In the past two months we have spent over $600 on floppy disks. In that same amount of time, for a FRACTION of the cost, we could have put all of the programs on flash drives, given two to each employee, and use the floppy drive built into one of the engineers’ computers to make floppies as needed.

Moral of the story: Anytime someone says they “need something to do their job,” ask, “Why?” Odds are they will say “That’s what I have been using,” and not “It is the best solution.”

Identifying mysterious wireless issues.

“The first drop was at 11, when lunch began.”

In my current position, I have been struggling to identify a particular wireless issue that was sporadically taking our wireless network down. At the moment, we have put APs our throughout the building, but only three people in one office are using them. As such, it’s a very small sample size, but still peculiar when all three simultaneously drop.

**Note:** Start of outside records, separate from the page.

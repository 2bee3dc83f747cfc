use async_trait::async_trait;
use chrono::Utc;
use sqlx::FromRow;

use super::Database;
use crate::catalog::{
    format_timestamp, parse_timestamp, CatalogItem, CatalogStore, ItemId, ItemType, ListOrder,
    ListQuery, NewCatalogItem, PublishStatus, StaleItemFilter, StockStatus, STOCK_STATUS_META_KEY,
};
use crate::{Error, Result};

/// Repository for catalog items and their metadata
pub struct ItemRepository<'a> {
    db: &'a Database,
}

#[derive(FromRow)]
struct ItemRow {
    id: i64,
    title: String,
    item_type: String,
    status: String,
    last_modified: String,
    stock_status: Option<String>,
}

impl TryFrom<ItemRow> for CatalogItem {
    type Error = Error;

    fn try_from(row: ItemRow) -> Result<Self> {
        Ok(CatalogItem {
            id: row.id,
            title: row.title,
            item_type: ItemType::from(row.item_type),
            status: row.status.parse()?,
            stock_status: row.stock_status.as_deref().and_then(StockStatus::from_meta),
            last_modified: parse_timestamp(&row.last_modified),
        })
    }
}

const SELECT_ITEMS: &str = r#"
    SELECT i.id, i.title, i.item_type, i.status, i.last_modified, m.meta_value AS stock_status
    FROM items i
    LEFT JOIN item_meta m ON m.item_id = i.id AND m.meta_key = ?
"#;

impl<'a> ItemRepository<'a> {
    pub fn new(db: &'a Database) -> Self {
        Self { db }
    }

    /// Insert an item together with its stock status metadata
    pub async fn create(&self, new_item: &NewCatalogItem) -> Result<ItemId> {
        let mut tx = self.db.pool().begin().await?;

        let result = sqlx::query(
            r#"
            INSERT INTO items (title, item_type, status, last_modified)
            VALUES (?, ?, ?, ?)
            "#,
        )
        .bind(&new_item.title)
        .bind(new_item.item_type.as_str())
        .bind(new_item.status.as_str())
        .bind(&new_item.last_modified)
        .execute(&mut *tx)
        .await?;

        let id = result.last_insert_rowid();

        if let Some(stock_status) = new_item.stock_status {
            sqlx::query("INSERT INTO item_meta (item_id, meta_key, meta_value) VALUES (?, ?, ?)")
                .bind(id)
                .bind(STOCK_STATUS_META_KEY)
                .bind(stock_status.as_str())
                .execute(&mut *tx)
                .await?;
        }

        tx.commit().await?;
        Ok(id)
    }

    /// Change the stock status; like any write to the item this bumps `last_modified`
    pub async fn set_stock_status(&self, id: ItemId, stock_status: StockStatus) -> Result<()> {
        let mut tx = self.db.pool().begin().await?;

        let result = sqlx::query("UPDATE items SET last_modified = ? WHERE id = ?")
            .bind(format_timestamp(Utc::now()))
            .bind(id)
            .execute(&mut *tx)
            .await?;

        if result.rows_affected() == 0 {
            return Err(Error::ItemNotFound(id));
        }

        sqlx::query(
            r#"
            INSERT INTO item_meta (item_id, meta_key, meta_value) VALUES (?, ?, ?)
            ON CONFLICT(item_id, meta_key) DO UPDATE SET meta_value = excluded.meta_value
            "#,
        )
        .bind(id)
        .bind(STOCK_STATUS_META_KEY)
        .bind(stock_status.as_str())
        .execute(&mut *tx)
        .await?;

        tx.commit().await?;
        Ok(())
    }

    /// Move an item to the trash (recoverable soft delete)
    pub async fn trash(&self, id: ItemId) -> Result<bool> {
        let result = sqlx::query("UPDATE items SET status = ? WHERE id = ?")
            .bind(PublishStatus::Trash.as_str())
            .bind(id)
            .execute(self.db.pool())
            .await?;

        Ok(result.rows_affected() > 0)
    }

    /// Find an item by ID, trashed items included
    pub async fn find_by_id(&self, id: ItemId) -> Result<Option<CatalogItem>> {
        let query = format!("{SELECT_ITEMS} WHERE i.id = ?");
        let row: Option<ItemRow> = sqlx::query_as(&query)
            .bind(STOCK_STATUS_META_KEY)
            .bind(id)
            .fetch_optional(self.db.pool())
            .await?;

        row.map(CatalogItem::try_from).transpose()
    }

    /// IDs of items matching the stale filter
    ///
    /// `last_modified` may be stored in host format or RFC 3339, so the cutoff
    /// is applied to the parsed value rather than the raw text. Unreadable
    /// values never qualify.
    pub async fn find_stale(&self, filter: &StaleItemFilter) -> Result<Vec<ItemId>> {
        let rows: Vec<(i64, String)> = sqlx::query_as(
            r#"
            SELECT i.id, i.last_modified
            FROM items i
            JOIN item_meta m ON m.item_id = i.id
            WHERE i.item_type = ?
              AND i.status = ?
              AND m.meta_key = ?
              AND m.meta_value = ?
            ORDER BY i.id ASC
            "#,
        )
        .bind(filter.item_type.as_str())
        .bind(filter.status.as_str())
        .bind(STOCK_STATUS_META_KEY)
        .bind(filter.stock_status.as_str())
        .fetch_all(self.db.pool())
        .await?;

        Ok(rows
            .into_iter()
            .filter(|(_, raw)| {
                parse_timestamp(raw).is_some_and(|modified| modified < filter.modified_before)
            })
            .map(|(id, _)| id)
            .collect())
    }

    /// Delete an item and its metadata permanently
    pub async fn force_delete(&self, id: ItemId) -> Result<bool> {
        let mut tx = self.db.pool().begin().await?;

        sqlx::query("DELETE FROM item_meta WHERE item_id = ?")
            .bind(id)
            .execute(&mut *tx)
            .await?;

        let result = sqlx::query("DELETE FROM items WHERE id = ?")
            .bind(id)
            .execute(&mut *tx)
            .await?;

        tx.commit().await?;
        Ok(result.rows_affected() > 0)
    }

    /// Admin listing; trashed items are hidden
    ///
    /// Raw `last_modified` text does not sort chronologically across formats,
    /// so that order is applied after parsing, the same way `MemoryCatalog` does.
    pub async fn list(&self, query: &ListQuery) -> Result<Vec<CatalogItem>> {
        let order_column = match query.order_by {
            ListOrder::Id | ListOrder::LastModified => "i.id",
            ListOrder::Title => "i.title",
        };
        let direction = query.direction.as_sql();

        let mut sql = format!("{SELECT_ITEMS} WHERE i.item_type = ? AND i.status != ?");
        if query.stock_status.is_some() {
            sql.push_str(" AND m.meta_value = ?");
        }
        sql.push_str(&format!(" ORDER BY {order_column} {direction}, i.id {direction}"));

        let mut q = sqlx::query_as::<_, ItemRow>(&sql)
            .bind(STOCK_STATUS_META_KEY)
            .bind(query.item_type.as_str())
            .bind(PublishStatus::Trash.as_str());
        if let Some(stock_status) = query.stock_status {
            q = q.bind(stock_status.as_str());
        }

        let rows = q.fetch_all(self.db.pool()).await?;
        let mut items = rows
            .into_iter()
            .map(CatalogItem::try_from)
            .collect::<Result<Vec<_>>>()?;

        if query.order_by == ListOrder::LastModified {
            query.sort(&mut items);
        }
        Ok(items)
    }

    /// Get total item count
    pub async fn count(&self) -> Result<u64> {
        let count: (i64,) = sqlx::query_as("SELECT COUNT(*) FROM items")
            .fetch_one(self.db.pool())
            .await?;

        u64::try_from(count.0).map_err(|_| Error::Other(format!("Invalid item count: {}", count.0)))
    }
}

#[async_trait]
impl CatalogStore for Database {
    async fn find_stale(&self, filter: &StaleItemFilter) -> Result<Vec<ItemId>> {
        ItemRepository::new(self).find_stale(filter).await
    }

    async fn force_delete(&self, id: ItemId) -> Result<bool> {
        ItemRepository::new(self).force_delete(id).await
    }

    async fn find_by_id(&self, id: ItemId) -> Result<Option<CatalogItem>> {
        ItemRepository::new(self).find_by_id(id).await
    }

    async fn list_items(&self, query: &ListQuery) -> Result<Vec<CatalogItem>> {
        ItemRepository::new(self).list(query).await
    }
}
use thiserror::Error;

#[derive(Error, Debug)]
pub enum Error {
    #[error("Database error: {0}")]
    Database(#[from] sqlx::Error),

    #[error("Configuration error: {0}")]
    Config(String),

    #[error("IO error: {0}")]
    Io(#[from] std::io::Error),

    #[error("Catalog item not found: {0}")]
    ItemNotFound(i64),

    #[error("{0}")]
    Other(String),
}

pub type Result<T> = std::result::Result<T, Error>;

These issues tend to be what I call quantum mechanic problems (as in car problems that exist until observed by a mechanic). Nobody who witnesses them is technical enough to give you adequate data to diagnose the problem (“The internet is down”). Watching for an issue that crops up once every two weeks is impossible, and automated reporting tools were not providing useful data.

Today, after having worked until 3 AM the previous night and existing on 3 hours of sleep, I revisited a previous notion that the microwave might be to blame. This was discounted in the past as during the one drop I was able to witness, I ran to the kitchen to find nobody using the microwave. Today, however, I recalled that on the shop floor, we have microwaves scattered everywhere for lunch. The nearest microwave in the shop was 30 feet from the AP, and delicious burrito testing revealed that the AP was completely drowned out by this crappy plastic $30 microwave.

Replacing one microwave may prove to be enough, but I am also delving into “other avenues” to solve this if it continues as we roll wireless devices out to the entire shop.